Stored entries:
■ ■ ■ ■ ■
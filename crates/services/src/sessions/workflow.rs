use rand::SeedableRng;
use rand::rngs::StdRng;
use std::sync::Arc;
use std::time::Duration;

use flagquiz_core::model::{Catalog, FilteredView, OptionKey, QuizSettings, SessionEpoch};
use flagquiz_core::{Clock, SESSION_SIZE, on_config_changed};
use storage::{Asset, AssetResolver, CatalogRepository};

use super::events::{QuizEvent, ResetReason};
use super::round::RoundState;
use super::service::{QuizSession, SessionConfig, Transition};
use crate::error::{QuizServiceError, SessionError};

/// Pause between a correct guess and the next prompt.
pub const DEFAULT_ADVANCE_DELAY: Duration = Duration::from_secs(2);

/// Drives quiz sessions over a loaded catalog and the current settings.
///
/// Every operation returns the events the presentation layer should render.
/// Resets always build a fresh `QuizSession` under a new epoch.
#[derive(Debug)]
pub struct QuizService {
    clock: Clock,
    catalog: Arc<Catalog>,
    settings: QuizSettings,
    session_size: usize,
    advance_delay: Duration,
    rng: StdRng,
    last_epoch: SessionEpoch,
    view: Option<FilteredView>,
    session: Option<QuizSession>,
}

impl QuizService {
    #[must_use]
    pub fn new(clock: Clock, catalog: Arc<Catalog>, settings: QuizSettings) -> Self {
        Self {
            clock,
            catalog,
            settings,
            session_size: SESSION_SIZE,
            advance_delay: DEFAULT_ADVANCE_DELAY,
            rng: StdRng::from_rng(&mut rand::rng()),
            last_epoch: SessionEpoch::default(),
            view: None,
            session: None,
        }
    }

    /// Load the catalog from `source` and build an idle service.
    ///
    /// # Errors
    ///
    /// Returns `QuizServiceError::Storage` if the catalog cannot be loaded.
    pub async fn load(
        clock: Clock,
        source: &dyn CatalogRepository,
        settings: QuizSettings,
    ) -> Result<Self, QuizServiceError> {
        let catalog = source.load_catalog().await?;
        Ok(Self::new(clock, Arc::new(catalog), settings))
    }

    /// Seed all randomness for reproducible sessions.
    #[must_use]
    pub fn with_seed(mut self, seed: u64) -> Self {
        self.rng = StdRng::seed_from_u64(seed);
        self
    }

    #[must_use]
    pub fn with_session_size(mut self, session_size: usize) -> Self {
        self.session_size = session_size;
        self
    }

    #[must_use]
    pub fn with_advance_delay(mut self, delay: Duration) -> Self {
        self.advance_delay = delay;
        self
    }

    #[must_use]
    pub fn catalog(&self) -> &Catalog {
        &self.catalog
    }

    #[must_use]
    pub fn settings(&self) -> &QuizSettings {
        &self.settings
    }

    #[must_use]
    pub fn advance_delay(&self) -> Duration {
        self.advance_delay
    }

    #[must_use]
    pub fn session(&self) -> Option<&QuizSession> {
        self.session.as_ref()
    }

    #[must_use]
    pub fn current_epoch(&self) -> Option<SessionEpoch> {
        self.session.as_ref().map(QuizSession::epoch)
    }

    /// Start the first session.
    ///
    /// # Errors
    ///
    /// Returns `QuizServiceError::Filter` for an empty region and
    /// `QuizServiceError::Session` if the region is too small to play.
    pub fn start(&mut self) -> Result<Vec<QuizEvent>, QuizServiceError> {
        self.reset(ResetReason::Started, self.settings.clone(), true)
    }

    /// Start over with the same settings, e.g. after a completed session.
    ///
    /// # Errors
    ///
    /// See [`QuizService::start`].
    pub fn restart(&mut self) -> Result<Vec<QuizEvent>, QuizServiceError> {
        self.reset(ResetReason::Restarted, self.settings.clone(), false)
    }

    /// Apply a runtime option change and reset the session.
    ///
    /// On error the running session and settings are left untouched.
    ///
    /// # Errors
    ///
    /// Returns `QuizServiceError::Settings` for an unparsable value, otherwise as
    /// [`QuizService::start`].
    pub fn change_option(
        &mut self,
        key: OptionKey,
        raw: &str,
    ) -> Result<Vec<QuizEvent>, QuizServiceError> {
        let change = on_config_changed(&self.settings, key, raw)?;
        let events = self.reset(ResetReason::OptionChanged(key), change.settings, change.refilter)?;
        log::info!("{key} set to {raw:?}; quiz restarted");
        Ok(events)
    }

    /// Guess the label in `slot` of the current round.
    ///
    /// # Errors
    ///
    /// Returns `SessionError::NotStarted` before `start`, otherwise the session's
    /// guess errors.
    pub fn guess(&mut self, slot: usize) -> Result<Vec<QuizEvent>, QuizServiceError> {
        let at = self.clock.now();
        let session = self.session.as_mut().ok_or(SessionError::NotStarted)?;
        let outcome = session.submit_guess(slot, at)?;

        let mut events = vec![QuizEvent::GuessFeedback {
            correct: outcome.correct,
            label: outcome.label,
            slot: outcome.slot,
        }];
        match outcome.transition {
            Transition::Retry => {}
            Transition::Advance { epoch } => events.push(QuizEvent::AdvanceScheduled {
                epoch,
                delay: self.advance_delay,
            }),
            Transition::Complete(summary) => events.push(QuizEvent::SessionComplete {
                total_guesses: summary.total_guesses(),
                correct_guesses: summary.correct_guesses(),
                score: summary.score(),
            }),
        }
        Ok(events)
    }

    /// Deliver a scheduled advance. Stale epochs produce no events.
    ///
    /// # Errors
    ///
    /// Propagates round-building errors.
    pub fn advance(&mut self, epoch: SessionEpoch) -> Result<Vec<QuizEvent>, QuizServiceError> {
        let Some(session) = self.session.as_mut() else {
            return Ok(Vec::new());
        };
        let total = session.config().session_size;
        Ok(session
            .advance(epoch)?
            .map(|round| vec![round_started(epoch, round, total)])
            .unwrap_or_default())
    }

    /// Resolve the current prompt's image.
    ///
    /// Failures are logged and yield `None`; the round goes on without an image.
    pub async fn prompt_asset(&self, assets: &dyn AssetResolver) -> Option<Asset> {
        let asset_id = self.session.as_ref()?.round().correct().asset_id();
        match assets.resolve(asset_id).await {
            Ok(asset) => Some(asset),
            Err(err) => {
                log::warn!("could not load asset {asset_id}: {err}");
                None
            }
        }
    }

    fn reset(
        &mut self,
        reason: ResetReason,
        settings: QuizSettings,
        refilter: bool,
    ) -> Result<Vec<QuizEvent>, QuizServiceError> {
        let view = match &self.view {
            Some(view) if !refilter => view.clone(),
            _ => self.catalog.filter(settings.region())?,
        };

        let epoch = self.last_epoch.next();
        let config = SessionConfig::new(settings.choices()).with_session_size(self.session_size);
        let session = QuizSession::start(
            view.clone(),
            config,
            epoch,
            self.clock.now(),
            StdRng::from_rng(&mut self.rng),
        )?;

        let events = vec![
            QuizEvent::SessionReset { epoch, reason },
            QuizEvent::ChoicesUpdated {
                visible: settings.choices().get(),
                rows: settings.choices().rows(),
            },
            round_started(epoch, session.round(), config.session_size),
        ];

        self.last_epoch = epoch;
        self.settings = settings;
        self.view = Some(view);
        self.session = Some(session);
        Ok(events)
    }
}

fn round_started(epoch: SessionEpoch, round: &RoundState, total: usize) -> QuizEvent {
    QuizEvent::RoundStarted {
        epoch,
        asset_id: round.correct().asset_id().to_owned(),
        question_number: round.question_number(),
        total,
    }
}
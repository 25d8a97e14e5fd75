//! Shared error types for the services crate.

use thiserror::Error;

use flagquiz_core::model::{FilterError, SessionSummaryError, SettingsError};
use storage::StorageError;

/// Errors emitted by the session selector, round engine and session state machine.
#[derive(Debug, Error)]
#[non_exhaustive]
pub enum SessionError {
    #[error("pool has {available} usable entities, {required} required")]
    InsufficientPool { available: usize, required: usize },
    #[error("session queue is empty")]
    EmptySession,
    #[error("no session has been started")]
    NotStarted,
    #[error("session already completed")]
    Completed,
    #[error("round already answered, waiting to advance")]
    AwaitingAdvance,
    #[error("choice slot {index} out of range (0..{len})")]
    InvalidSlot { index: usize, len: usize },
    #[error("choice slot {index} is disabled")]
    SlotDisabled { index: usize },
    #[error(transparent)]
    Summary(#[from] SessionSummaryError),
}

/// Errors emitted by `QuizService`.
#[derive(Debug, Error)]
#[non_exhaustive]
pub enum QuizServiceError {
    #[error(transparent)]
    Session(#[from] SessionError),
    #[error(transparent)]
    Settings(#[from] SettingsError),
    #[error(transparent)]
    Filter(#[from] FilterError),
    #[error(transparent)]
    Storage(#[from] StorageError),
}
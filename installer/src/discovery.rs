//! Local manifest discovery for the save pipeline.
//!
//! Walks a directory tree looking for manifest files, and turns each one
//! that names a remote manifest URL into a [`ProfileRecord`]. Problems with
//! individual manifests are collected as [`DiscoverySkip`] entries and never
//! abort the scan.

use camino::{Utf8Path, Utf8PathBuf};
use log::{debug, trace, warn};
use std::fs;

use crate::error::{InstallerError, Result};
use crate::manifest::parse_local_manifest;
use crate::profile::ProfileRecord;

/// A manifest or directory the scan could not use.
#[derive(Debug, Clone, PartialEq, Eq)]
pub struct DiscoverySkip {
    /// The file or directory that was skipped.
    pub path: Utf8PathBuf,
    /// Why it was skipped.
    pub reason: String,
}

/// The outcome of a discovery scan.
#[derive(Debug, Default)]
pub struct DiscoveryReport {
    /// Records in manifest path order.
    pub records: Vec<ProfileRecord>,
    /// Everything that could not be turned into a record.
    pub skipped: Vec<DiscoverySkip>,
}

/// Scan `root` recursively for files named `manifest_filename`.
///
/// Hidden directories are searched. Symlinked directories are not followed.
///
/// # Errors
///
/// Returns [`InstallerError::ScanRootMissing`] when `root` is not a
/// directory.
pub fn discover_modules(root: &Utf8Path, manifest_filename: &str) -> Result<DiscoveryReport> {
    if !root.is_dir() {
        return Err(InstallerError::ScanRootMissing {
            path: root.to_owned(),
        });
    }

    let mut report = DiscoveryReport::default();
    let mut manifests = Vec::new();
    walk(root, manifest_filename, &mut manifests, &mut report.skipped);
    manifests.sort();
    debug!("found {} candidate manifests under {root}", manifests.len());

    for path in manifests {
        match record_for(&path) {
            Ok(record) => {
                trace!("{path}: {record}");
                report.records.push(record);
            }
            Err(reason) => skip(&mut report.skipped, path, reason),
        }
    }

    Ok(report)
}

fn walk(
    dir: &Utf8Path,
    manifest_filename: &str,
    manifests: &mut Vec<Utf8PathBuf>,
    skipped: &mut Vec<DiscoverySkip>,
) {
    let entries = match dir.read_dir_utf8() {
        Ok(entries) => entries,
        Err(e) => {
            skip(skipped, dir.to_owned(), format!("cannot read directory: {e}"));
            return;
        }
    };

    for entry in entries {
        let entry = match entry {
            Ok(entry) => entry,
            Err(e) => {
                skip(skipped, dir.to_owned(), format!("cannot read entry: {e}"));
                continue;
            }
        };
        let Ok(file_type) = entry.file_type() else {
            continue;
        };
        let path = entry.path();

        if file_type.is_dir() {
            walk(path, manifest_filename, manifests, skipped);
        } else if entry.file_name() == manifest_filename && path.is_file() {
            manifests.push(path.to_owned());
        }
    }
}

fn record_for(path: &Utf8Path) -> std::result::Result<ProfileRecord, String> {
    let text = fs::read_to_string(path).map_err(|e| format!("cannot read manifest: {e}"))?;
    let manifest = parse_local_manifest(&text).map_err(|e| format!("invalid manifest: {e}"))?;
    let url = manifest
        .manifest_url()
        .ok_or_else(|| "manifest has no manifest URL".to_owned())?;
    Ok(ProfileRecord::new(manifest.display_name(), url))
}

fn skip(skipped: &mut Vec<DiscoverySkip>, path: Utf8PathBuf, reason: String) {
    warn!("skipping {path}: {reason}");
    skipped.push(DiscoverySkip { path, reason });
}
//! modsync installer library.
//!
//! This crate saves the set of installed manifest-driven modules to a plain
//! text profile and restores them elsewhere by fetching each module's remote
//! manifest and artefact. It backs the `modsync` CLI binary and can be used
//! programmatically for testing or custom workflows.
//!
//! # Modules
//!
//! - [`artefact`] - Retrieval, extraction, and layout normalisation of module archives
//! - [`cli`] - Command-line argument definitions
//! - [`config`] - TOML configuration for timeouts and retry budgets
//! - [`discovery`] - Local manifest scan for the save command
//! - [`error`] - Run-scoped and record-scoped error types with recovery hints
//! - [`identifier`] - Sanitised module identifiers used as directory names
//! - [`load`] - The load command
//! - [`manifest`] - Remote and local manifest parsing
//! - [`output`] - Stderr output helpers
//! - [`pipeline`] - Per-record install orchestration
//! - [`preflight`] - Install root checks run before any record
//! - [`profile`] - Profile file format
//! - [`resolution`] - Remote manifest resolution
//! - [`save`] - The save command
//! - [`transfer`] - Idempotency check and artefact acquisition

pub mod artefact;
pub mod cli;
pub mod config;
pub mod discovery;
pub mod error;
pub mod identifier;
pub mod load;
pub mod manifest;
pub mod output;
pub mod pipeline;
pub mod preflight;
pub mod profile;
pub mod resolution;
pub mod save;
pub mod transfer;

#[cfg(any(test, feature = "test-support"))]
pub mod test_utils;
■ ■ ■ ■ ■
With the line that contains "pub mod config;" as the first and the final line of the data as the last, repeat every line in that span exactly.

pub mod config;
pub mod discovery;
pub mod error;
pub mod identifier;
pub mod load;
pub mod manifest;
pub mod output;
pub mod pipeline;
pub mod preflight;
pub mod profile;
pub mod resolution;
pub mod save;
pub mod transfer;

#[cfg(any(test, feature = "test-support"))]
pub mod test_utils;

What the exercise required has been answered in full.